Retorno al principio: anticipo

Lo que vais a leer a continuación no es un relato completo. Es el primer capítulo de una novela que estoy escribiendo. Quería compartirlo con vosotros porque llevo bastante tiempo sin publicar, ahora entendéis por qué. Agradeceré de corazón todos vuestros comentarios.

Un chico con una mochila azul a la espalda anda por un camino que bordea una carretera comarcal. Delante de él, se ven más peregrinos y cómo el camino avanza hacia unas lomas.

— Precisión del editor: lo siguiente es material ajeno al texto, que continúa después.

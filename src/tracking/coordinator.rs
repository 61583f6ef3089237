//! 跟踪编排器
//!
//! 驱动单次跟踪请求的完整状态机：远程转发检查 -> 条目查找 -> 方法排序 ->
//! 逐方法尝试（目录缺失跳过 / 参数解析失败跳过 / 资源加载失败分类）->
//! 会话登记与任务启动 -> 跟踪对象通道广告。
//!
//! 可靠性历史与会话表都是本实例的显式状态，短临界区访问，不跨远程调用持锁。

use std::collections::HashMap;
use std::sync::Arc;

use tokio::sync::RwLock;

use crate::error::AntError;
use crate::external::{
    service_ids, ActionEngine, LoadPipeRequest, LoadPipeResponse, PipeCatalog, ResourceRegistrar,
    ResourceStatus, SyncChannel, TaskDescriptor, TrackObjectRequest, TrackObjectResponse,
};
use crate::links::ComponentLinkRegistry;
use crate::reliability::DetectionMethodTracker;
use crate::repository::Repository;
use crate::sync::{SyncAction, SyncEnvelope};
use crate::tracking::resolver::ParameterResolver;
use crate::tracking::templates::TemplateLibrary;

/// 本地活动跟踪会话
#[derive(Debug, Clone, PartialEq, Eq)]
pub struct ActiveTracker {
    pub item_name: String,
    pub pipe_category: String,
}

pub struct TrackingCoordinator {
    namespace: String,
    repository: Arc<Repository>,
    resolver: ParameterResolver,
    registrar: Arc<dyn ResourceRegistrar>,
    pipes: Arc<dyn PipeCatalog>,
    engine: Arc<dyn ActionEngine>,
    tracked_channel: Arc<dyn SyncChannel>,
    templates: TemplateLibrary,
    methods: RwLock<DetectionMethodTracker>,
    /// 资源 ID -> 本地会话
    local_sessions: RwLock<HashMap<String, ActiveTracker>>,
    /// 条目名 -> 拥有其跟踪的远程命名空间
    remote_tracked: RwLock<HashMap<String, String>>,
}

impl TrackingCoordinator {
    #[allow(clippy::too_many_arguments)]
    pub fn new(
        namespace: impl Into<String>,
        repository: Arc<Repository>,
        links: Arc<ComponentLinkRegistry>,
        registrar: Arc<dyn ResourceRegistrar>,
        pipes: Arc<dyn PipeCatalog>,
        engine: Arc<dyn ActionEngine>,
        tracked_channel: Arc<dyn SyncChannel>,
        templates: TemplateLibrary,
    ) -> Self {
        let namespace = namespace.into();
        Self {
            resolver: ParameterResolver::new(namespace.clone(), repository.clone(), links),
            namespace,
            repository,
            registrar,
            pipes,
            engine,
            tracked_channel,
            templates,
            methods: RwLock::new(DetectionMethodTracker::new()),
            local_sessions: RwLock::new(HashMap::new()),
            remote_tracked: RwLock::new(HashMap::new()),
        }
    }

    /// 预置可靠性历史（测试与状态迁移用）
    pub fn with_method_tracker(mut self, tracker: DetectionMethodTracker) -> Self {
        self.methods = RwLock::new(tracker);
        self
    }

    /// 开始跟踪一个条目
    pub async fn track(&self, object_name: &str) -> Result<TrackObjectResponse, AntError> {
        let item_name = normalize_name(object_name);
        tracing::info!("Received a request to track '{}'", item_name);

        // 已由其他命名空间跟踪时原样转发，本地不接管
        let remote_owner = self.remote_owner(&item_name).await;
        if let Some(owner) = remote_owner.filter(|ns| !ns.is_empty()) {
            tracing::debug!(
                "'{}' is already tracked by '{}', forwarding the request",
                item_name, owner
            );
            let request = serde_json::to_value(TrackObjectRequest {
                object_name: item_name.clone(),
            })?;
            let response = self
                .registrar
                .call(&owner, service_ids::TRACK_OBJECT, request)
                .await
                .map_err(|e| {
                    e.forward(format!(
                        "forwarding track request for '{item_name}' to '{owner}' failed"
                    ))
                })?;
            return Ok(serde_json::from_value(response)?);
        }

        let item = self
            .repository
            .get_by_name(&item_name)
            .await
            .ok_or_else(|| AntError::UnknownItem(item_name.clone()))?;
        let declared = item
            .payload
            .detection_methods()
            .ok_or_else(|| AntError::UnsupportedType {
                name: item_name.clone(),
                kind: item.kind(),
            })?
            .to_vec();

        let ranked = {
            let mut methods = self.methods.write().await;
            methods.register_all(&declared);
            methods.rank(&declared)
        };

        let mut selected: Option<(String, LoadPipeResponse)> = None;
        let total = ranked.len();
        for (attempt, category) in ranked.iter().enumerate() {
            let Some(pipe) = self.pipes.pipe_for_category(category).await else {
                tracing::debug!("No pipes known in category '{}', skipping", category);
                continue;
            };

            let specifiers = match self.resolver.resolve(&pipe, &item_name).await {
                Ok(specifiers) => specifiers,
                Err(e) => {
                    tracing::debug!(
                        "Parameter resolution for '{}' via '{}' failed: {}",
                        item_name, category, e
                    );
                    continue;
                }
            };

            tracing::info!("Trying to track '{}' via '{}'", item_name, category);
            let request = serde_json::to_value(LoadPipeRequest {
                pipe_category: category.clone(),
                pipe_segment_specifiers: specifiers,
            })?;
            match self
                .registrar
                .call(&self.namespace, service_ids::LOAD_PIPE, request)
                .await
            {
                Ok(value) => {
                    let response: LoadPipeResponse = serde_json::from_value(value)?;
                    self.methods.write().await.record_success(category);
                    selected = Some((category.clone(), response));
                    break;
                }
                Err(e) => {
                    // 只有 no-trackers 才算方法本身不可靠；其他失败不计入历史
                    let no_trackers =
                        matches!(e.root_cause(), AntError::NoTrackersFound(_));
                    if no_trackers {
                        self.methods.write().await.record_failure(category);
                        if attempt + 1 < total {
                            tracing::debug!(
                                "No trackers available via '{}', trying the next method",
                                category
                            );
                            continue;
                        }
                    }
                    return Err(e.forward(format!(
                        "tracking '{item_name}' via '{category}' failed"
                    )));
                }
            }
        }

        // 所有候选都被跳过（目录缺失 / 参数不可解析）
        let Some((category, load_response)) = selected else {
            return Err(AntError::NoTrackersFound(item_name));
        };

        let object_topic = format!("{}/object_tracker/{}", self.namespace, item_name);
        self.local_sessions.write().await.insert(
            load_response.resource_id.clone(),
            ActiveTracker {
                item_name: item_name.clone(),
                pipe_category: category.clone(),
            },
        );

        let template = self.templates.track_template();
        let mut parameters = template.parameters.clone();
        parameters.insert("what".to_string(), item_name.clone());
        parameters.insert("pipe_category".to_string(), category.clone());
        parameters.insert("topic".to_string(), object_topic.clone());
        for (key, topic) in &load_response.output_topics {
            parameters.insert(format!("input_{}", key), topic.clone());
        }
        let task = TaskDescriptor {
            action: template.action.clone(),
            parameters,
        };
        if let Err(e) = self
            .engine
            .execute_graph(&item_name, vec![task], template.background)
            .await
        {
            self.local_sessions
                .write()
                .await
                .remove(&load_response.resource_id);
            return Err(e.forward(format!("starting tracking task for '{item_name}' failed")));
        }

        self.announce(SyncAction::AdvertiseConfig, &item_name).await;
        tracing::info!(
            "Tracking '{}' via '{}' (resource {})",
            item_name, category, load_response.resource_id
        );
        Ok(TrackObjectResponse {
            resource_id: load_response.resource_id,
            object_topic,
        })
    }

    /// 停止跟踪一个条目
    pub async fn untrack(&self, object_name: &str) -> Result<(), AntError> {
        let item_name = normalize_name(object_name);

        // 远程命名空间拥有的跟踪：本地无事可做
        if self
            .remote_owner(&item_name)
            .await
            .is_some_and(|ns| !ns.is_empty())
        {
            tracing::debug!("'{}' is tracked remotely, nothing to stop here", item_name);
            return Ok(());
        }

        let resource_id = {
            let sessions = self.local_sessions.read().await;
            sessions
                .iter()
                .find(|(_, session)| session.item_name == item_name)
                .map(|(id, _)| id.clone())
        };
        let Some(resource_id) = resource_id else {
            return Err(AntError::NoTrackersFound(item_name));
        };

        tracing::info!("Received a request to stop tracking '{}'", item_name);
        self.engine
            .stop(&item_name)
            .await
            .map_err(|e| e.forward(format!("stopping tracking task for '{item_name}' failed")))?;
        self.local_sessions.write().await.remove(&resource_id);
        self.announce(SyncAction::RemoveConfig, &item_name).await;
        Ok(())
    }

    /// 跟踪对象通道入站处理：纯 last-message-wins，无版本号；
    /// 两个命名空间并发认领同一条目的冲突不做调解（已知竞态）。
    pub async fn handle_tracked_sync(&self, envelope: SyncEnvelope) {
        if envelope.namespace == self.namespace {
            return;
        }
        let item_name: String = match serde_json::from_value(envelope.payload) {
            Ok(name) => name,
            Err(e) => {
                tracing::warn!("Malformed tracked-objects payload: {}", e);
                return;
            }
        };
        match envelope.action {
            SyncAction::AdvertiseConfig => {
                tracing::debug!("'{}' is now tracked by '{}'", item_name, envelope.namespace);
                self.remote_tracked
                    .write()
                    .await
                    .insert(item_name, envelope.namespace);
            }
            SyncAction::RemoveConfig => {
                tracing::debug!(
                    "'{}' is no longer tracked by '{}'",
                    item_name, envelope.namespace
                );
                self.remote_tracked.write().await.remove(&item_name);
            }
            SyncAction::RequestConfig => {}
        }
    }

    /// 资源状态回报：记录日志，保留为将来重载逻辑的挂接点
    pub async fn handle_resource_status(&self, status: ResourceStatus) {
        let sessions = self.local_sessions.read().await;
        match sessions.get(&status.resource_id) {
            Some(session) => tracing::warn!(
                "Status for active tracker '{}' ({}): {}",
                session.item_name, status.resource_id, status.message
            ),
            None => tracing::debug!(
                "Status for unknown resource {}: {}",
                status.resource_id, status.message
            ),
        }
    }

    pub async fn remote_owner(&self, item_name: &str) -> Option<String> {
        self.remote_tracked.read().await.get(item_name).cloned()
    }

    pub async fn active_sessions(&self) -> HashMap<String, ActiveTracker> {
        self.local_sessions.read().await.clone()
    }

    pub async fn session_for_item(&self, item_name: &str) -> Option<(String, ActiveTracker)> {
        self.local_sessions
            .read()
            .await
            .iter()
            .find(|(_, session)| session.item_name == item_name)
            .map(|(id, session)| (id.clone(), session.clone()))
    }

    pub async fn method_score(&self, method: &str) -> Option<f64> {
        self.methods.read().await.score(method)
    }

    async fn announce(&self, action: SyncAction, item_name: &str) {
        let envelope = SyncEnvelope::new(self.namespace.clone(), action)
            .with_payload(serde_json::Value::String(item_name.to_string()));
        if let Err(e) = self.tracked_channel.publish(envelope).await {
            tracing::warn!("Tracked-objects announcement for '{}' failed: {}", item_name, e);
        }
    }
}

/// 条目名归一化：空格替换为下划线
fn normalize_name(name: &str) -> String {
    name.replace(' ', "_")
}
//! 服务错误类型
//!
//! 与 TrackingCoordinator 配合：可恢复错误（NoTrackersFound / ParameterUnresolved）
//! 推进到下一个候选方法，其余错误中止当前请求并携带因果链向上传播。

use thiserror::Error;

use crate::repository::ItemKind;
use crate::tracking::ParamKey;

/// 服务运行过程中可能出现的错误（仓库校验、跟踪编排、参数解析、远程调用）
#[derive(Error, Debug)]
pub enum AntError {
    #[error("item name must not be empty")]
    EmptyName,

    #[error("no parent item '{0}' found in repository")]
    UnknownParent(String),

    #[error("item '{0}' not found in repository")]
    UnknownItem(String),

    /// 请求的操作与条目类型不匹配（如对 Component 条目请求检测方法）
    #[error("item '{name}' of kind {kind:?} has no detection methods")]
    UnsupportedType { name: String, kind: ItemKind },

    #[error("item '{name}' has no ancestor of kind {kind:?}")]
    NoSuchAncestor { name: String, kind: ItemKind },

    #[error("no trackers found for object '{0}'")]
    NoTrackersFound(String),

    /// 管线参数无法解析；仅在 Resolver 与 Coordinator 之间流转，不出编排层
    #[error("parameter '{key}' in segment {segment} could not be resolved")]
    ParameterUnresolved {
        segment: usize,
        key: ParamKey,
        #[source]
        source: Option<Box<AntError>>,
    },

    /// 远程调用失败（包裹底层传输错误，原因保留在因果链中）
    #[error("remote call '{service}' failed")]
    RemoteCall {
        service: String,
        #[source]
        source: Box<dyn std::error::Error + Send + Sync>,
    },

    #[error("sync payload could not be encoded or decoded")]
    Codec(#[from] serde_json::Error),

    /// 转发帧：在已有错误上叠加一层调用方上下文，形成有序因果链
    #[error("{context}")]
    Forwarded {
        context: String,
        #[source]
        source: Box<AntError>,
    },
}

impl AntError {
    /// 叠加一层上下文后继续向上传播
    pub fn forward(self, context: impl Into<String>) -> Self {
        Self::Forwarded {
            context: context.into(),
            source: Box::new(self),
        }
    }

    /// 剥掉所有 Forwarded 帧，返回最初的错误
    pub fn root_cause(&self) -> &AntError {
        match self {
            Self::Forwarded { source, .. } => source.root_cause(),
            other => other,
        }
    }

    /// 是否为可恢复错误：编排层据此推进到下一个候选方法而不是中止请求
    pub fn is_recoverable(&self) -> bool {
        matches!(
            self.root_cause(),
            Self::NoTrackersFound(_) | Self::ParameterUnresolved { .. }
        )
    }
}

#[cfg(test)]
mod tests {
    use super::*;

    #[test]
    fn test_forward_preserves_root_cause() {
        let err = AntError::NoTrackersFound("cup".to_string())
            .forward("tracking 'cup' via 'camera' failed")
            .forward("track request failed");

        assert!(matches!(
            err.root_cause(),
            AntError::NoTrackersFound(name) if name == "cup"
        ));
        assert!(err.to_string().contains("track request failed"));
    }

    #[test]
    fn test_source_chain_is_ordered() {
        use std::error::Error as _;

        let err = AntError::UnknownItem("ghost".to_string()).forward("merge failed");
        let source = err.source().expect("forwarded error keeps its source");
        assert!(source.to_string().contains("ghost"));
    }

    #[test]
    fn test_recoverable_classification() {
        assert!(AntError::NoTrackersFound("cup".to_string()).is_recoverable());
        assert!(AntError::ParameterUnresolved {
            segment: 0,
            key: ParamKey::FrameId,
            source: None,
        }
        .is_recoverable());

        assert!(!AntError::EmptyName.is_recoverable());
        assert!(!AntError::UnknownItem("cup".to_string()).is_recoverable());
        // 因果链不改变可恢复性判定
        assert!(AntError::NoTrackersFound("cup".to_string())
            .forward("attempt failed")
            .is_recoverable());
    }
}
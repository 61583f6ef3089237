pub mod item;
pub mod store;

pub use item::{
    ComponentPayload, Item, ItemKind, ItemPayload, MapPayload, ObjectPayload, Pose, RobotPayload,
};
pub use store::Repository;
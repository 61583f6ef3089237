//! 服务装配：主控入口
//!
//! 负责：按配置构建仓库 / 链接表 / 同步器 / 编排器，装配外部协作者，
//! 在共享取消令牌下挂起同步循环、后台链接与状态回报消费三个长期任务，
//! 并暴露请求边界操作（更新仓库、查询条目、跟踪 / 停止跟踪）。

use std::sync::Arc;
use std::time::Duration;

use tokio::sync::mpsc;
use tokio_util::sync::CancellationToken;

use crate::config::AppConfig;
use crate::error::AntError;
use crate::external::{
    ActionEngine, ComponentCatalog, PipeCatalog, ResourceRegistrar, SyncChannel,
    TrackObjectResponse,
};
use crate::links::{run_linker, ComponentLinkRegistry};
use crate::repository::{Item, Repository};
use crate::sync::{RepositorySynchronizer, SyncEnvelope};
use crate::tracking::{TemplateLibrary, TrackingCoordinator};

/// 外部协作者句柄集合（真实传输或进程内 Mock）
pub struct Collaborators {
    pub registrar: Arc<dyn ResourceRegistrar>,
    pub engine: Arc<dyn ActionEngine>,
    pub components: Arc<dyn ComponentCatalog>,
    pub pipes: Arc<dyn PipeCatalog>,
    /// 仓库快照通道发布端
    pub repo_channel: Arc<dyn SyncChannel>,
    /// 跟踪对象通道发布端
    pub tracked_channel: Arc<dyn SyncChannel>,
}

/// 一个命名空间的环境模型服务实例
pub struct ContextService {
    namespace: String,
    repository: Arc<Repository>,
    links: Arc<ComponentLinkRegistry>,
    synchronizer: Arc<RepositorySynchronizer>,
    coordinator: Arc<TrackingCoordinator>,
    shutdown: CancellationToken,
}

impl ContextService {
    /// 构建服务并启动全部后台任务；需在 tokio 运行时内调用
    pub fn start(
        cfg: &AppConfig,
        collaborators: Collaborators,
        repo_inbound: mpsc::UnboundedReceiver<SyncEnvelope>,
        tracked_inbound: mpsc::UnboundedReceiver<SyncEnvelope>,
    ) -> Self {
        let namespace = cfg.app.namespace.clone();
        let repository = Arc::new(Repository::new());
        let links = Arc::new(ComponentLinkRegistry::new());

        let templates = TemplateLibrary::load(&cfg.actions.template_dir).unwrap_or_else(|e| {
            tracing::warn!("Task template load failed ({}), using defaults", e);
            TemplateLibrary::default()
        });

        let synchronizer = Arc::new(RepositorySynchronizer::new(
            namespace.clone(),
            repository.clone(),
            collaborators.repo_channel,
        ));
        let coordinator = Arc::new(TrackingCoordinator::new(
            namespace.clone(),
            repository.clone(),
            links.clone(),
            collaborators.registrar.clone(),
            collaborators.pipes,
            collaborators.engine,
            collaborators.tracked_channel,
            templates,
        ));

        let shutdown = CancellationToken::new();

        // 同步主循环：周期 RequestConfig + 入站合并
        tokio::spawn(synchronizer.clone().run(
            repo_inbound,
            Duration::from_secs(cfg.sync.request_interval_secs),
            shutdown.child_token(),
        ));

        // 跟踪对象通道入站处理
        {
            let coordinator = coordinator.clone();
            let token = shutdown.child_token();
            let mut inbound = tracked_inbound;
            tokio::spawn(async move {
                loop {
                    tokio::select! {
                        _ = token.cancelled() => break,
                        received = inbound.recv() => {
                            match received {
                                Some(envelope) => coordinator.handle_tracked_sync(envelope).await,
                                None => break,
                            }
                        }
                    }
                }
            });
        }

        // 后台组件链接任务
        tokio::spawn(run_linker(
            links.clone(),
            repository.clone(),
            collaborators.components,
            Duration::from_secs(cfg.linker.poll_interval_secs),
            shutdown.child_token(),
        ));

        // 资源状态回报消费
        {
            let coordinator = coordinator.clone();
            let token = shutdown.child_token();
            let mut status_rx = collaborators.registrar.subscribe_status();
            tokio::spawn(async move {
                loop {
                    tokio::select! {
                        _ = token.cancelled() => break,
                        received = status_rx.recv() => {
                            match received {
                                Some(status) => coordinator.handle_resource_status(status).await,
                                None => break,
                            }
                        }
                    }
                }
            });
        }

        tracing::info!("Context service is ready in namespace '{}'", namespace);
        Self {
            namespace,
            repository,
            links,
            synchronizer,
            coordinator,
            shutdown,
        }
    }

    pub fn namespace(&self) -> &str {
        &self.namespace
    }

    /// 本地发起的仓库批量更新；返回未能合并的条目
    pub async fn update_repository(&self, items: Vec<Item>) -> Vec<Item> {
        tracing::info!("Received a request to update {} item(s)", items.len());
        self.synchronizer.apply_local_update(items).await
    }

    /// 按名查询条目快照
    pub async fn get_item(&self, name: &str) -> Result<Item, AntError> {
        self.repository
            .get_by_name(name)
            .await
            .ok_or_else(|| AntError::UnknownItem(name.to_string()))
    }

    pub async fn track_object(&self, name: &str) -> Result<TrackObjectResponse, AntError> {
        self.coordinator.track(name).await
    }

    pub async fn untrack_object(&self, name: &str) -> Result<(), AntError> {
        self.coordinator.untrack(name).await
    }

    pub fn repository(&self) -> Arc<Repository> {
        self.repository.clone()
    }

    pub fn links(&self) -> Arc<ComponentLinkRegistry> {
        self.links.clone()
    }

    pub fn coordinator(&self) -> Arc<TrackingCoordinator> {
        self.coordinator.clone()
    }

    /// 停止全部后台任务
    pub fn shutdown(&self) {
        self.shutdown.cancel();
    }
}

impl Drop for ContextService {
    fn drop(&mut self) {
        self.shutdown.cancel();
    }
}

#[cfg(test)]
mod tests {
    use super::*;
    use crate::external::mock::{
        MockActionEngine, MockComponentCatalog, MockPipeCatalog, MockRegistrar, MockSyncHub,
    };
    use crate::repository::{ItemPayload, ObjectPayload};

    async fn start_service(namespace: &str) -> (ContextService, Arc<MockSyncHub>, Arc<MockSyncHub>) {
        let repo_hub = MockSyncHub::new();
        let tracked_hub = MockSyncHub::new();
        let repo_inbound = repo_hub.subscribe().await;
        let tracked_inbound = tracked_hub.subscribe().await;

        let cfg = AppConfig {
            app: crate::config::AppSection {
                namespace: namespace.to_string(),
            },
            ..Default::default()
        };
        let collaborators = Collaborators {
            registrar: Arc::new(MockRegistrar::new()),
            engine: Arc::new(MockActionEngine::new()),
            components: Arc::new(MockComponentCatalog::new()),
            pipes: Arc::new(MockPipeCatalog::new()),
            repo_channel: repo_hub.clone(),
            tracked_channel: tracked_hub.clone(),
        };
        let service = ContextService::start(&cfg, collaborators, repo_inbound, tracked_inbound);
        (service, repo_hub, tracked_hub)
    }

    #[tokio::test]
    async fn test_update_then_get() {
        let (service, _repo_hub, _tracked_hub) = start_service("ns1").await;

        let failed = service
            .update_repository(vec![Item::new(
                "table",
                "",
                ItemPayload::Object(ObjectPayload::default()),
            )])
            .await;

        assert!(failed.is_empty());
        assert_eq!(service.get_item("table").await.unwrap().name, "table");
        let err = service.get_item("ghost").await.unwrap_err();
        assert!(matches!(err, AntError::UnknownItem(n) if n == "ghost"));

        service.shutdown();
    }

    #[tokio::test]
    async fn test_untrack_without_session_fails() {
        let (service, _repo_hub, _tracked_hub) = start_service("ns1").await;

        let err = service.untrack_object("ghost").await.unwrap_err();
        assert!(matches!(err, AntError::NoTrackersFound(n) if n == "ghost"));

        service.shutdown();
    }
}
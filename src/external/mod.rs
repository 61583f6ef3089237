pub mod mock;
pub mod traits;

pub use traits::{
    service_ids, ActionEngine, ComponentCatalog, LoadPipeRequest, LoadPipeResponse, PipeCatalog,
    ResourceRegistrar, ResourceStatus, SyncChannel, TaskDescriptor, TrackObjectRequest,
    TrackObjectResponse,
};
//! 跟踪任务模板
//!
//! 从模板目录加载 *.toml 任务模板；目录缺失时使用内置的 track 模板。
//! 编排层在启动跟踪任务时以模板为底，填入条目名、管线类别与输出话题。

use std::collections::HashMap;
use std::path::Path;

use serde::Deserialize;

/// 单个任务模板（task.toml 的 [task] 段）
#[derive(Debug, Clone, Deserialize)]
pub struct TaskTemplate {
    /// 动作名（动作引擎据此选择实现）
    pub action: String,
    /// 是否作为后台长任务执行
    #[serde(default = "default_background")]
    pub background: bool,
    /// 模板自带的固定参数
    #[serde(default)]
    pub parameters: HashMap<String, String>,
}

fn default_background() -> bool {
    true
}

#[derive(Debug, Deserialize)]
struct TemplateToml {
    task: TaskTemplate,
}

/// 模板库：动作名 -> 模板，启动时加载一次，只读
#[derive(Debug, Clone)]
pub struct TemplateLibrary {
    templates: HashMap<String, TaskTemplate>,
}

impl Default for TemplateLibrary {
    fn default() -> Self {
        let builtin = TaskTemplate {
            action: "track".to_string(),
            background: true,
            parameters: HashMap::new(),
        };
        Self {
            templates: HashMap::from([(builtin.action.clone(), builtin)]),
        }
    }
}

impl TemplateLibrary {
    /// 从目录加载所有 *.toml 模板；目录不存在时返回内置默认库
    pub fn load(dir: impl AsRef<Path>) -> anyhow::Result<Self> {
        let dir = dir.as_ref();
        if !dir.exists() {
            return Ok(Self::default());
        }

        let mut library = Self::default();
        for entry in std::fs::read_dir(dir)?.flatten() {
            let path = entry.path();
            if path.extension().and_then(|e| e.to_str()) != Some("toml") {
                continue;
            }
            let content = match std::fs::read_to_string(&path) {
                Ok(content) => content,
                Err(e) => {
                    tracing::warn!("Skipping unreadable task template {:?}: {}", path, e);
                    continue;
                }
            };
            match toml::from_str::<TemplateToml>(&content) {
                Ok(parsed) => {
                    library
                        .templates
                        .insert(parsed.task.action.clone(), parsed.task);
                }
                Err(e) => {
                    tracing::warn!("Skipping malformed task template {:?}: {}", path, e);
                }
            }
        }
        tracing::info!("Loaded {} task templates", library.templates.len());
        Ok(library)
    }

    pub fn get(&self, action: &str) -> Option<&TaskTemplate> {
        self.templates.get(action)
    }

    /// 跟踪任务模板；库中没有时退回内置默认值
    pub fn track_template(&self) -> TaskTemplate {
        self.get("track").cloned().unwrap_or_else(|| TaskTemplate {
            action: "track".to_string(),
            background: true,
            parameters: HashMap::new(),
        })
    }
}

#[cfg(test)]
mod tests {
    use super::*;

    #[test]
    fn test_missing_dir_falls_back_to_builtin() {
        let library = TemplateLibrary::load("does/not/exist").unwrap();
        let template = library.track_template();
        assert_eq!(template.action, "track");
        assert!(template.background);
    }

    #[test]
    fn test_load_overrides_builtin_track() {
        let dir = tempfile::tempdir().unwrap();
        std::fs::write(
            dir.path().join("track.toml"),
            r#"
[task]
action = "track"
background = false

[task.parameters]
rate = "30"
"#,
        )
        .unwrap();
        std::fs::write(dir.path().join("notes.txt"), "ignored").unwrap();

        let library = TemplateLibrary::load(dir.path()).unwrap();
        let template = library.track_template();
        assert!(!template.background);
        assert_eq!(template.parameters.get("rate").unwrap(), "30");
    }

    #[test]
    fn test_malformed_template_is_skipped() {
        let dir = tempfile::tempdir().unwrap();
        std::fs::write(dir.path().join("broken.toml"), "not a template").unwrap();

        let library = TemplateLibrary::load(dir.path()).unwrap();
        // 内置 track 模板仍然可用
        assert_eq!(library.track_template().action, "track");
    }

    #[cfg(unix)]
    #[test]
    fn test_unreadable_template_does_not_abort_scan() {
        let dir = tempfile::tempdir().unwrap();
        // 悬空符号链接：读取失败但不中断整个目录扫描
        std::os::unix::fs::symlink(dir.path().join("gone"), dir.path().join("dangling.toml"))
            .unwrap();
        std::fs::write(
            dir.path().join("follow.toml"),
            r#"
[task]
action = "follow"
"#,
        )
        .unwrap();

        let library = TemplateLibrary::load(dir.path()).unwrap();
        assert_eq!(library.get("follow").unwrap().action, "follow");
    }
}
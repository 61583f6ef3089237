//! 跨命名空间同步协议
//!
//! 两条逻辑通道共用同一种信封：仓库通道承载条目快照（RequestConfig /
//! AdvertiseConfig），跟踪对象通道承载条目名（AdvertiseConfig / RemoveConfig）。

pub mod synchronizer;

use serde::{Deserialize, Serialize};

pub use synchronizer::RepositorySynchronizer;

/// 同步动作
#[derive(Debug, Clone, Copy, PartialEq, Eq, Serialize, Deserialize)]
pub enum SyncAction {
    /// 请求对端广告其全量状态
    RequestConfig,
    /// 广告自身状态（载荷依通道而定）
    AdvertiseConfig,
    /// 撤销先前广告的状态（仅跟踪对象通道使用）
    RemoveConfig,
}

/// 同步信封：发送方命名空间 + 动作 + JSON 载荷
///
/// 传输层可能把消息回送给发送方自身，处理方按 namespace 过滤。
#[derive(Debug, Clone, Serialize, Deserialize)]
pub struct SyncEnvelope {
    pub namespace: String,
    pub action: SyncAction,
    #[serde(default)]
    pub payload: serde_json::Value,
}

impl SyncEnvelope {
    pub fn new(namespace: impl Into<String>, action: SyncAction) -> Self {
        Self {
            namespace: namespace.into(),
            action,
            payload: serde_json::Value::Null,
        }
    }

    pub fn with_payload(mut self, payload: serde_json::Value) -> Self {
        self.payload = payload;
        self
    }
}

Llegó el gran día. Cuando la idea empezó a rondarle la mente una noche de juerga, jamás pensó que este momento llegaría. Solo era una idea peregrina más, la típica cosa que se dice, pero no se hace. Quién iba a imaginar que dos meses después, más o menos, su vida iba a dar un vuelco de esas proporciones.

Había dejado su habitación, había vendido o regalado las cosas que no quería conservar y se había quedado únicamente con lo que podía llevar en su mochila. Al terminar la EGB, sus padres le habían invitado vigorosamente a irse de casa. Casi dos décadas después, había llegado el momento de volver.

Antonio quería asegurarse de que tendría tiempo suficiente para hacer los últimos preparativos antes de coger el tren que le llevaría hasta Pamplona. Por eso había puesto la alarma del móvil a las 7 de la mañana. Dio igual, se desvela casi una hora antes, los ojos como platos.

Los preparativos consisten en ducharse, vestirse, desayunar algo, repasar que no se deja nada fuera de la maleta, dejar una nota de despedida a sus compañeros de piso y fumarse un cigarro un poco aliñado para calmar los nervios.

El tren sale a las 9.30 de la mañana. A las 8 ya está en la cafetería de Sants tomándose un café y un bollo. Para matar el aburrimiento, se acerca a una librería de la estación y se compra una libreta y un boli. Se le ocurre que puede ser interesante documentar su peregrinación y plasmar sus impresiones. Aún le queda mucho tiempo de espera, así que empieza a repasar lo que han dado de sí los cinco años y medio que ha vivido en Barcelona. La verdad es que, dentro de lo que cabe, no habían sido unos años malos.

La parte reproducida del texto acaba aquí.